Follow-up Recommendations
EXPECTED COURSE/PROGNOSIS
Varies with different causes of intestinal obstruction, age of the patient, presence of prematurity, and associated
anomalies
Associated complications and the institution of prompt treatment influence outcome.
Short bowel syndrome continues to be a major impediment to improved survival rate; permanent parenteral
nutrition is associated with morbidity and mortality.
POSSIBLE COMPLICATIONS
May result from delayed operation:
Dehydration
Intestinal ischemia with sepsis and shock
Bowel perforation and peritonitis
Short-gut syndrome after extensive necrosis and/or resection.

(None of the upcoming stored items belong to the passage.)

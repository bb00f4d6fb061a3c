mod palette;
mod rgba_buf;

use crate::{
    Instruction,
    instruction::{Scroll, TILE_ROWS, Tile},
    trace,
};
use alloc::{vec, vec::Vec};
use rgba_buf::Window;

pub use palette::{PALETTE_SIZE, Palette};
pub use rgba_buf::BPP;

pub const PX_WIDTH: u16 = 300;
pub const PX_HEIGHT: u16 = 216;
pub const VISIBLE_WIDTH: u16 = 288;
pub const VISIBLE_HEIGHT: u16 = 192;

pub const TILE_WIDTH: usize = 6;
pub const TILE_HEIGHT: usize = 12;

pub const RGBA_BUF_SIZE: usize = PX_TOTAL * BPP;
pub const VISIBLE_RGBA_BUF_SIZE: usize = VISIBLE_WIDTH as usize * VISIBLE_HEIGHT as usize * BPP;

const WIDTH: usize = PX_WIDTH as usize;
const HEIGHT: usize = PX_HEIGHT as usize;
const PX_TOTAL: usize = WIDTH * HEIGHT;

// The border is one tile wide on every side
const BORDER_X: usize = TILE_WIDTH;
const BORDER_Y: usize = TILE_HEIGHT;

const MAX_H_OFFSET: u8 = TILE_WIDTH as u8 - 1;
const MAX_V_OFFSET: u8 = TILE_HEIGHT as u8 - 1;

const FULL_WINDOW: Window = Window {
    x: 0,
    y: 0,
    width: WIDTH,
    height: HEIGHT,
};

/// Indexed color frame buffer driven by CDG instructions.
///
/// State is cumulative: the only way to know what the screen looks like at a
/// given time is to apply every instruction up to it, in order.
#[derive(Clone, Debug)]
pub struct Renderer {
    h_offset: u8,
    palette: Palette,
    // Row-major, every cell is a palette index in 0..16
    pixels: [u8; PX_TOTAL],
    transparent: Option<u8>,
    v_offset: u8,
}

impl Default for Renderer {
    fn default() -> Self {
        Self {
            h_offset: 0,
            palette: Palette::default(),
            pixels: [0; PX_TOTAL],
            transparent: None,
            v_offset: 0,
        }
    }
}

impl Renderer {
    #[inline]
    pub fn apply(&mut self, instruction: &Instruction) {
        trace::instruction(instruction);

        match *instruction {
            Instruction::MemoryPreset { color, repeat } => {
                // Only the first copy of a repeated preset has to clear the screen
                if repeat == 0 {
                    self.pixels.fill(color);
                }
            }
            Instruction::BorderPreset { color } => self.border_preset(color),
            Instruction::TileBlock(ref tile) => self.tile_block(tile),
            Instruction::Scroll(ref scroll) => self.scroll(scroll),
            Instruction::DefineTransparent { color } => self.transparent = Some(color),
            Instruction::LoadColorTable { ref colors, offset } => {
                self.palette.load(offset, colors);
            }
        }
    }

    fn border_preset(&mut self, color: u8) {
        for (y, row) in self.pixels.chunks_exact_mut(WIDTH).enumerate() {
            if y < BORDER_Y || y >= HEIGHT - BORDER_Y {
                row.fill(color);
            } else {
                row[..BORDER_X].fill(color);
                row[WIDTH - BORDER_X..].fill(color);
            }
        }
    }

    #[must_use]
    #[inline]
    pub const fn h_offset(&self) -> u8 {
        self.h_offset
    }

    #[must_use]
    #[inline]
    pub const fn palette(&self) -> &Palette {
        &self.palette
    }

    /// Palette index at `(x, y)` of the full buffer.
    #[must_use]
    #[inline]
    pub fn pixel(&self, x: usize, y: usize) -> Option<u8> {
        if x >= WIDTH {
            return None;
        }
        self.pixels.get(y * WIDTH + x).copied()
    }

    #[inline]
    pub fn reset(&mut self) {
        self.h_offset = 0;
        self.palette.reset();
        self.pixels.fill(0);
        self.transparent = None;
        self.v_offset = 0;
    }

    /// The whole 300x216 buffer, border included.
    #[must_use]
    #[inline]
    pub fn rgba_frame(&self) -> Vec<u8> {
        let mut buf = vec![0; RGBA_BUF_SIZE];
        self.write_rgba_frame(&mut buf);
        buf
    }

    fn scroll(&mut self, scroll: &Scroll) {
        self.h_offset = scroll.h_offset.min(MAX_H_OFFSET);
        self.v_offset = scroll.v_offset.min(MAX_V_OFFSET);

        let (dx, dy) = (scroll.dx(), scroll.dy());
        if dx == 0 && dy == 0 {
            return;
        }

        let src = self.pixels.to_vec();
        #[expect(
            clippy::cast_possible_wrap,
            reason = "Buffer dimensions are far below isize::MAX"
        )]
        let (w, h) = (WIDTH as isize, HEIGHT as isize);

        for (y, row) in (0..h).zip(self.pixels.chunks_exact_mut(WIDTH)) {
            for (x, px) in (0..w).zip(row.iter_mut()) {
                let (sx, sy) = (x - dx, y - dy);

                *px = if scroll.copy {
                    src[(sy.rem_euclid(h) * w + sx.rem_euclid(w)).unsigned_abs()]
                } else if (0..w).contains(&sx) && (0..h).contains(&sy) {
                    src[(sy * w + sx).unsigned_abs()]
                } else {
                    scroll.color
                };
            }
        }
    }

    fn tile_block(&mut self, tile: &Tile) {
        let x0 = usize::from(tile.column) * TILE_WIDTH;
        let y0 = usize::from(tile.row) * TILE_HEIGHT;

        if x0 + TILE_WIDTH > WIDTH || y0 + TILE_ROWS > HEIGHT {
            return;
        }

        for (dy, bits) in tile.pixels.iter().enumerate() {
            let start = (y0 + dy) * WIDTH + x0;
            let row = &mut self.pixels[start..start + TILE_WIDTH];

            for (col, px) in row.iter_mut().enumerate() {
                let color = if bits & (1 << (TILE_WIDTH - 1 - col)) != 0 {
                    tile.color1
                } else {
                    tile.color0
                };

                if tile.xor {
                    *px ^= color;
                } else {
                    *px = color;
                }
            }
        }
    }

    #[must_use]
    #[inline]
    pub const fn transparent(&self) -> Option<u8> {
        self.transparent
    }

    #[must_use]
    #[inline]
    pub const fn v_offset(&self) -> u8 {
        self.v_offset
    }

    /// The 288x192 area inside the border, shifted by the current sub-tile
    /// scroll offsets.
    #[must_use]
    #[inline]
    pub fn visible_rgba_frame(&self) -> Vec<u8> {
        let mut buf = vec![0; VISIBLE_RGBA_BUF_SIZE];
        self.write_visible_rgba_frame(&mut buf);
        buf
    }

    const fn visible_window(&self) -> Window {
        Window {
            x: BORDER_X + self.h_offset as usize,
            y: BORDER_Y + self.v_offset as usize,
            width: VISIBLE_WIDTH as usize,
            height: VISIBLE_HEIGHT as usize,
        }
    }

    /// Copies the full frame into `buf`, which must be [`RGBA_BUF_SIZE`]
    /// bytes long.
    #[inline]
    pub fn write_rgba_frame(&self, buf: &mut [u8]) {
        rgba_buf::write_window(
            buf,
            &self.pixels,
            &self.palette,
            self.transparent,
            FULL_WINDOW,
        );
    }

    /// Copies the visible frame into `buf`, which must be
    /// [`VISIBLE_RGBA_BUF_SIZE`] bytes long.
    #[inline]
    pub fn write_visible_rgba_frame(&self, buf: &mut [u8]) {
        rgba_buf::write_window(
            buf,
            &self.pixels,
            &self.palette,
            self.transparent,
            self.visible_window(),
        );
    }
}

Frequently Asked Questions
Q: Will my child need surgery for this problem?
A: Most likely; surgical treatment is necessary to correct the cause of intestinal obstruction, except in a few cases,
such as intussusception, pseudo-obstruction, and paralytic ileus.
Q: What is the most common cause of this problem in my 3-day-old son?
A: In an infant, the most common causes are atresias of the intestine, which are absences of the normal amount of
large or small intestine in the abdomen.